#### WORK REQUEST:
Counting only lines of the listing below that hold the word "insert", give the total and nothing else.

- Opening Delimiter -

use crate::domain::RawTable;
use crate::error::PipelineError;
use anyhow::Result;
use scraper::{ElementRef, Html, Selector};

const CONTAINER_SELECTOR: &str = r#"div[data-testid="history-table"]"#;

// Source labels carry tooltip text after the label itself ("Cerrar Precio de cierre ajustado..."),
// so matching is by prefix on the lowercased label. Order matters: "cierre aj" before "cierre".
const COLUMN_RENAMES: &[(&str, &str)] = &[
    ("fecha", "date"),
    ("date", "date"),
    ("abrir", "open"),
    ("apertura", "open"),
    ("open", "open"),
    ("máx", "high"),
    ("max", "high"),
    ("high", "high"),
    ("mín", "low"),
    ("min", "low"),
    ("low", "low"),
    ("cierre aj", "adjusted_close"),
    ("adj close", "adjusted_close"),
    ("adj. close", "adjusted_close"),
    ("cerrar", "close"),
    ("cierre", "close"),
    ("close", "close"),
    ("volumen", "volume"),
    ("volume", "volume"),
];

pub fn canonical_column(label: &str) -> String {
    let lower = label.trim().to_lowercase();
    COLUMN_RENAMES
        .iter()
        .find(|(prefix, _)| lower.starts_with(prefix))
        .map(|(_, canonical)| canonical.to_string())
        .unwrap_or_else(|| label.trim().to_string())
}

pub struct TableExtractor {
    container: Selector,
    table: Selector,
    header_cell: Selector,
    body_row: Selector,
    body_cell: Selector,
    span: tracing::Span,
}

impl TableExtractor {
    pub fn new() -> Result<Self> {
        Ok(Self {
            container: parse_selector(CONTAINER_SELECTOR)?,
            table: parse_selector("table")?,
            header_cell: parse_selector("thead th")?,
            body_row: parse_selector("tbody tr")?,
            body_cell: parse_selector("td")?,
            span: tracing::info_span!("table_extractor"),
        })
    }

    pub fn with_span(mut self, span: tracing::Span) -> Self {
        self.span = span;
        self
    }

    /// Extracts the history table, logging and returning an empty table when it is missing.
    pub fn extract(&self, markup: &str) -> RawTable {
        let _guard = self.span.enter();
        match self.try_extract(markup) {
            Ok(table) => {
                tracing::info!(
                    op = "extract",
                    rows = table.len(),
                    columns = ?table.columns(),
                    "history table extracted"
                );
                table
            }
            Err(err) => {
                tracing::error!(op = "extract", error = %err, "history table extraction failed");
                RawTable::empty()
            }
        }
    }

    pub fn try_extract(&self, markup: &str) -> Result<RawTable, PipelineError> {
        let document = Html::parse_document(markup);

        let container = document
            .select(&self.container)
            .next()
            .ok_or_else(|| PipelineError::Extraction {
                detail: format!("no element matches {CONTAINER_SELECTOR}"),
            })?;

        let mut tables = container.select(&self.table);
        let table = tables.next().ok_or_else(|| PipelineError::Extraction {
            detail: format!("{CONTAINER_SELECTOR} contains no table"),
        })?;
        if tables.next().is_some() {
            tracing::warn!(op = "extract", "history container holds several tables; using the first");
        }

        let columns: Vec<String> = table
            .select(&self.header_cell)
            .map(|th| canonical_column(&cell_text(th)))
            .collect();
        if columns.is_empty() {
            return Err(PipelineError::Extraction {
                detail: "history table has no header cells".to_string(),
            });
        }
        if let Some(dup) = duplicate_column(&columns) {
            return Err(PipelineError::Extraction {
                detail: format!("several headers map to column {dup}: {columns:?}"),
            });
        }

        let mut out = RawTable::new(columns);
        let mut dropped: usize = 0;
        for tr in table.select(&self.body_row) {
            let cells: Vec<String> = tr.select(&self.body_cell).map(cell_text).collect();
            if !out.push_row(cells) {
                dropped += 1;
            }
        }
        if dropped > 0 {
            tracing::debug!(op = "extract", dropped, "skipped rows whose width differs from the header");
        }

        Ok(out)
    }
}

fn duplicate_column(columns: &[String]) -> Option<&str> {
    let mut seen = std::collections::HashSet::new();
    columns
        .iter()
        .find(|c| !seen.insert(c.as_str()))
        .map(String::as_str)
}

fn parse_selector(css: &str) -> Result<Selector> {
    Selector::parse(css).map_err(|e| anyhow::anyhow!("invalid css selector {css:?}: {e:?}"))
}

// Each text node is trimmed and the pieces are concatenated without separators.
fn cell_text(el: ElementRef<'_>) -> String {
    el.text().map(str::trim).filter(|s| !s.is_empty()).collect()
}

#[cfg(test)]
mod tests {
    use super::*;

    fn page(body_rows: &str) -> String {
        format!(
            r#"<html><body>
            <div data-testid="other"><table><tr><td>noise</td></tr></table></div>
            <div data-testid="history-table">
              <table>
                <thead><tr>
                  <th>Fecha</th><th>Abrir</th><th>Máx.</th><th>Mín.</th>
                  <th>Cerrar <span>Precio de cierre ajustado para splits.</span></th>
                  <th>Cierre ajustado <span>Precio de cierre ajustado para splits y dividendos.</span></th>
                  <th>Volumen</th>
                </tr></thead>
                <tbody>{body_rows}</tbody>
              </table>
            </div></body></html>"#
        )
    }

    const ROW_A: &str = "<tr><td>6 may 2025</td><td>83.000,10</td><td>84.000,00</td><td>82.500,00</td><td>83.500,55</td><td>83.500,55</td><td>40.123.456.789</td></tr>";
    const ROW_B: &str = "<tr><td>5 may 2025</td><td>82.000,10</td><td>83.000,00</td><td>81.500,00</td><td> 82.900,00 </td><td>82.900,00</td><td>39.000.000.000</td></tr>";

    #[test]
    fn extracts_rows_with_canonical_columns_in_document_order() {
        let extractor = TableExtractor::new().unwrap();
        let table = extractor.extract(&page(&format!("{ROW_A}{ROW_B}")));

        assert_eq!(
            table.columns(),
            &["date", "open", "high", "low", "close", "adjusted_close", "volume"]
        );
        assert_eq!(table.len(), 2);
        assert_eq!(table.cell(0, "date"), Some("6 may 2025"));
        assert_eq!(table.cell(1, "close"), Some("82.900,00"));
    }

    #[test]
    fn drops_rows_with_mismatched_width() {
        let extractor = TableExtractor::new().unwrap();
        let dividend = r#"<tr><td>4 may 2025</td><td colspan="6">0,12 Dividendo</td></tr>"#;
        let table = extractor.extract(&page(&format!("{ROW_A}{dividend}{ROW_B}")));
        assert_eq!(table.len(), 2);
        assert_eq!(table.cell(1, "date"), Some("5 may 2025"));
    }

    #[test]
    fn missing_container_yields_empty_table() {
        let extractor = TableExtractor::new().unwrap();
        let markup = "<html><body><table><thead><tr><th>Fecha</th></tr></thead></table></body></html>";

        assert!(extractor.extract(markup).is_empty());
        assert!(matches!(
            extractor.try_extract(markup),
            Err(PipelineError::Extraction { .. })
        ));
    }

    #[test]
    fn container_without_table_is_an_extraction_error() {
        let extractor = TableExtractor::new().unwrap();
        let markup = r#"<div data-testid="history-table"><p>loading…</p></div>"#;
        assert!(matches!(
            extractor.try_extract(markup),
            Err(PipelineError::Extraction { .. })
        ));
    }

    #[test]
    fn renames_known_labels_and_keeps_unknown_ones() {
        assert_eq!(canonical_column("Adj Close Adjusted close price"), "adjusted_close");
        assert_eq!(canonical_column("Close Close price adjusted for splits."), "close");
        assert_eq!(canonical_column(" Volumen "), "volume");
        assert_eq!(canonical_column("Dividendo"), "Dividendo");
    }

    #[test]
    fn abbreviated_adjusted_close_label_is_recognised() {
        assert_eq!(canonical_column("Cierre ajust."), "adjusted_close");
        assert_eq!(canonical_column("Cierre aj. Precio ajustado"), "adjusted_close");

        let markup = page(ROW_A).replace("Cierre ajustado <span>", "Cierre ajust. <span>");
        let table = TableExtractor::new().unwrap().try_extract(&markup).unwrap();
        assert_eq!(table.column_index("adjusted_close"), Some(5));
        assert_eq!(table.column_index("close"), Some(4));
    }

    #[test]
    fn headers_mapping_to_the_same_column_are_rejected() {
        let extractor = TableExtractor::new().unwrap();
        let markup = page(ROW_A).replace("Cierre ajustado <span>", "Close <span>");

        let err = extractor.try_extract(&markup).unwrap_err();
        assert!(matches!(err, PipelineError::Extraction { .. }));
        assert!(err.to_string().contains("close"));
        assert!(extractor.extract(&markup).is_empty());
    }
}
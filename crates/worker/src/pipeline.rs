use anyhow::Context;
use pricecast_core::config::Settings;
use pricecast_core::domain::{EnrichedRecord, EvaluationMetrics};
use pricecast_core::enrich::Enricher;
use pricecast_core::ingest::fetch::{Fetcher, HttpTransport, ReqwestTransport};
use pricecast_core::ingest::macro_series::HttpCsvMacroSource;
use pricecast_core::ingest::table::TableExtractor;
use pricecast_core::model::ModelManager;
use pricecast_core::storage::{self, csv_export, history};
use std::path::PathBuf;
use std::sync::Arc;
use tracing::Instrument;
use uuid::Uuid;

const LOGGED_PREDICTIONS: usize = 5;

#[derive(Debug, Clone, Copy)]
pub struct RunOptions {
    pub train: bool,
    pub export: bool,
}

#[derive(Debug)]
pub struct RunSummary {
    pub run_id: Uuid,
    pub scraped_rows: usize,
    pub records: usize,
    pub metrics: Option<EvaluationMetrics>,
    pub predictions: Vec<f64>,
}

impl RunSummary {
    fn empty(run_id: Uuid) -> Self {
        Self {
            run_id,
            scraped_rows: 0,
            records: 0,
            metrics: None,
            predictions: Vec::new(),
        }
    }
}

/// One scrape, enrich, export, train, predict pass. Component spans hang off the run span so every
/// event carries the run id.
pub struct Pipeline {
    run_id: Uuid,
    root: tracing::Span,
    source_url: String,
    output_dir: PathBuf,
    sqlite_url: String,
    fetcher: Fetcher,
    extractor: TableExtractor,
    enricher: Enricher,
    model: ModelManager,
}

impl Pipeline {
    pub fn from_settings(settings: &Settings) -> anyhow::Result<Self> {
        let transport = Arc::new(ReqwestTransport::new(settings.http_timeout)?);
        Self::with_transport(settings, transport)
    }

    pub fn with_transport(
        settings: &Settings,
        transport: Arc<dyn HttpTransport>,
    ) -> anyhow::Result<Self> {
        let run_id = Uuid::new_v4();
        let root = tracing::info_span!("run", %run_id);

        let fetcher = Fetcher::new(transport, settings.retry_policy(), &settings.user_agent)?
            .with_span(tracing::info_span!(parent: &root, "fetcher"));
        let macro_source = HttpCsvMacroSource::new(fetcher.clone(), settings.macro_url.clone())
            .with_span(tracing::info_span!(parent: &root, "macro_source"));
        let extractor = TableExtractor::new()?
            .with_span(tracing::info_span!(parent: &root, "table_extractor"));
        let enricher = Enricher::new(Arc::new(macro_source))
            .with_annualized_volatility(settings.annualize_volatility)
            .with_span(tracing::info_span!(parent: &root, "enricher"));
        let model = ModelManager::new(settings.model_path.clone())
            .with_span(tracing::info_span!(parent: &root, "model_manager"));

        Ok(Self {
            run_id,
            root,
            source_url: settings.source_url.clone(),
            output_dir: settings.output_dir.clone(),
            sqlite_url: settings.resolve_sqlite_url(),
            fetcher,
            extractor,
            enricher,
            model,
        })
    }

    pub fn run_id(&self) -> Uuid {
        self.run_id
    }

    pub async fn run(&mut self, opts: RunOptions) -> anyhow::Result<RunSummary> {
        let root = self.root.clone();
        self.run_inner(opts).instrument(root).await
    }

    async fn run_inner(&mut self, opts: RunOptions) -> anyhow::Result<RunSummary> {
        tracing::info!(train = opts.train, export = opts.export, "run started");
        let mut summary = RunSummary::empty(self.run_id);

        let markup = match self.fetcher.fetch(&self.source_url).await.into_result() {
            Ok(markup) => markup,
            Err(err) => {
                tracing::warn!(error = %err, "no page this run; stopping");
                return Ok(summary);
            }
        };

        let table = self.extractor.extract(&markup);
        summary.scraped_rows = table.len();
        if table.is_empty() {
            tracing::warn!("scraped table is empty; stopping");
            return Ok(summary);
        }

        let records = self.enricher.enrich(&table).await;
        summary.records = records.len();
        if records.is_empty() {
            tracing::warn!(scraped_rows = table.len(), "no model-ready records; stopping");
            return Ok(summary);
        }

        if opts.export {
            if let Err(err) = self.export(&records).await {
                tracing::error!(error = %format!("{err:#}"), "export failed; continuing");
            }
        }

        if opts.train {
            // Failure is logged by the manager; prediction may still use an older artifact.
            summary.metrics = self.model.train(&records).ok();
        }

        summary.predictions = self.model.predict(&records);
        if summary.predictions.is_empty() {
            tracing::warn!("no predictions produced");
        }
        for (rec, predicted) in records.iter().zip(&summary.predictions).take(LOGGED_PREDICTIONS) {
            tracing::info!(date = %rec.date, close = rec.close, predicted, "prediction");
        }

        Ok(summary)
    }

    async fn export(&self, records: &[EnrichedRecord]) -> anyhow::Result<()> {
        std::fs::create_dir_all(&self.output_dir)
            .with_context(|| format!("create {} failed", self.output_dir.display()))?;

        let csv_path = self.output_dir.join(storage::CSV_FILE_NAME);
        if let Err(err) = csv_export::write_csv(&csv_path, records) {
            tracing::error!(error = %format!("{err:#}"), "csv export failed");
        }

        let pool = storage::connect_sqlite(&self.sqlite_url).await?;
        let res = history::replace_history_table(&pool, records).await;
        pool.close().await;
        res.map(|_| ())
    }
}
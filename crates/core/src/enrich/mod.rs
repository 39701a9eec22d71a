pub mod coerce;
pub mod features;
pub mod merge;

use crate::domain::{EnrichedRecord, ObservationRecord, RawTable};
use crate::error::PipelineError;
use crate::ingest::macro_series::MacroSource;
use coerce::ColumnMap;
use std::collections::HashSet;
use std::sync::Arc;
use tracing::Instrument;

/// Turns scraped rows into the model-ready, macro-enriched series.
pub struct Enricher {
    macro_source: Arc<dyn MacroSource>,
    annualize_volatility: bool,
    span: tracing::Span,
}

impl Enricher {
    pub fn new(macro_source: Arc<dyn MacroSource>) -> Self {
        Self {
            macro_source,
            annualize_volatility: false,
            span: tracing::info_span!("enricher"),
        }
    }

    pub fn with_annualized_volatility(mut self, annualize: bool) -> Self {
        self.annualize_volatility = annualize;
        self
    }

    pub fn with_span(mut self, span: tracing::Span) -> Self {
        self.span = span;
        self
    }

    /// Cleans, derives features, keeps the model-ready records and merges the macro series.
    ///
    /// Never fails: problems are logged and whatever was produced so far is returned, so callers
    /// must check for an empty result.
    pub async fn enrich(&self, table: &RawTable) -> Vec<EnrichedRecord> {
        self.enrich_inner(table)
            .instrument(self.span.clone())
            .await
    }

    async fn enrich_inner(&self, table: &RawTable) -> Vec<EnrichedRecord> {
        tracing::info!(op = "enrich", rows = table.len(), "cleaning started");
        let observations = match self.clean(table) {
            Ok(obs) => obs,
            Err(err) => {
                tracing::error!(op = "enrich", error = %err, "cleaning failed");
                return Vec::new();
            }
        };
        tracing::info!(op = "enrich", observations = observations.len(), "cleaning finished");

        let all = self.build_features(&observations);
        let total = all.len();
        let mut ready: Vec<EnrichedRecord> =
            all.into_iter().filter(EnrichedRecord::is_model_ready).collect();
        tracing::info!(
            op = "enrich",
            model_ready = ready.len(),
            warm_up = total - ready.len(),
            "features computed"
        );

        self.attach_macro(&mut ready).await;
        ready
    }

    /// Dedup by raw date, coerce, drop non-positive closes, sort ascending.
    pub fn clean(&self, table: &RawTable) -> Result<Vec<ObservationRecord>, PipelineError> {
        let columns = ColumnMap::resolve(table)?;

        let mut seen_raw = HashSet::new();
        let mut seen_dates = HashSet::new();
        let mut duplicates: usize = 0;
        let mut unparseable: usize = 0;
        let mut non_positive: usize = 0;
        let mut out = Vec::with_capacity(table.len());

        for row in table.rows() {
            if !seen_raw.insert(columns.date_cell(row).trim()) {
                duplicates += 1;
                continue;
            }
            let obs = match columns.coerce(row) {
                Ok(obs) => obs,
                Err(err) => {
                    unparseable += 1;
                    tracing::debug!(op = "clean", error = %err, "dropping unparseable row");
                    continue;
                }
            };
            if obs.close <= 0.0 {
                non_positive += 1;
                continue;
            }
            // Different spellings of one day ("6/5/2025", "06/05/2025") collapse here.
            if !seen_dates.insert(obs.date) {
                duplicates += 1;
                continue;
            }
            out.push(obs);
        }

        out.sort_by_key(|o| o.date);

        if duplicates + unparseable + non_positive > 0 {
            tracing::info!(
                op = "clean",
                duplicates,
                unparseable,
                non_positive,
                "rows dropped during cleaning"
            );
        }
        Ok(out)
    }

    /// Full enriched series, warm-up records included; `macro_rate` is left unset.
    pub fn build_features(&self, observations: &[ObservationRecord]) -> Vec<EnrichedRecord> {
        features::compute_features(observations, self.annualize_volatility)
    }

    async fn attach_macro(&self, records: &mut [EnrichedRecord]) {
        if records.is_empty() {
            return;
        }

        let series = match self.macro_source.load().await {
            Ok(series) => series,
            Err(err) => {
                tracing::error!(
                    op = "merge_macro",
                    source = self.macro_source.source_name(),
                    error = %err,
                    "macro series unavailable; macro_rate left empty"
                );
                return;
            }
        };

        if series.is_empty() {
            let gap = PipelineError::MergeGap {
                detail: "source returned no observations".to_string(),
            };
            tracing::warn!(op = "merge_macro", error = %gap, "macro_rate left empty");
            return;
        }

        let matched = merge::merge_macro(records, &series);
        tracing::info!(
            op = "merge_macro",
            source = self.macro_source.source_name(),
            observations = series.len(),
            matched,
            records = records.len(),
            "macro series merged"
        );
    }
}
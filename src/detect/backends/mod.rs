pub mod scripted;

#[cfg(feature = "backend-tract")]
pub mod tract;

pub use scripted::ScriptedBackend;

#[cfg(feature = "backend-tract")]
pub use tract::TractBackend;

- Closing Delimiter -

#### ANSWER BOX:
3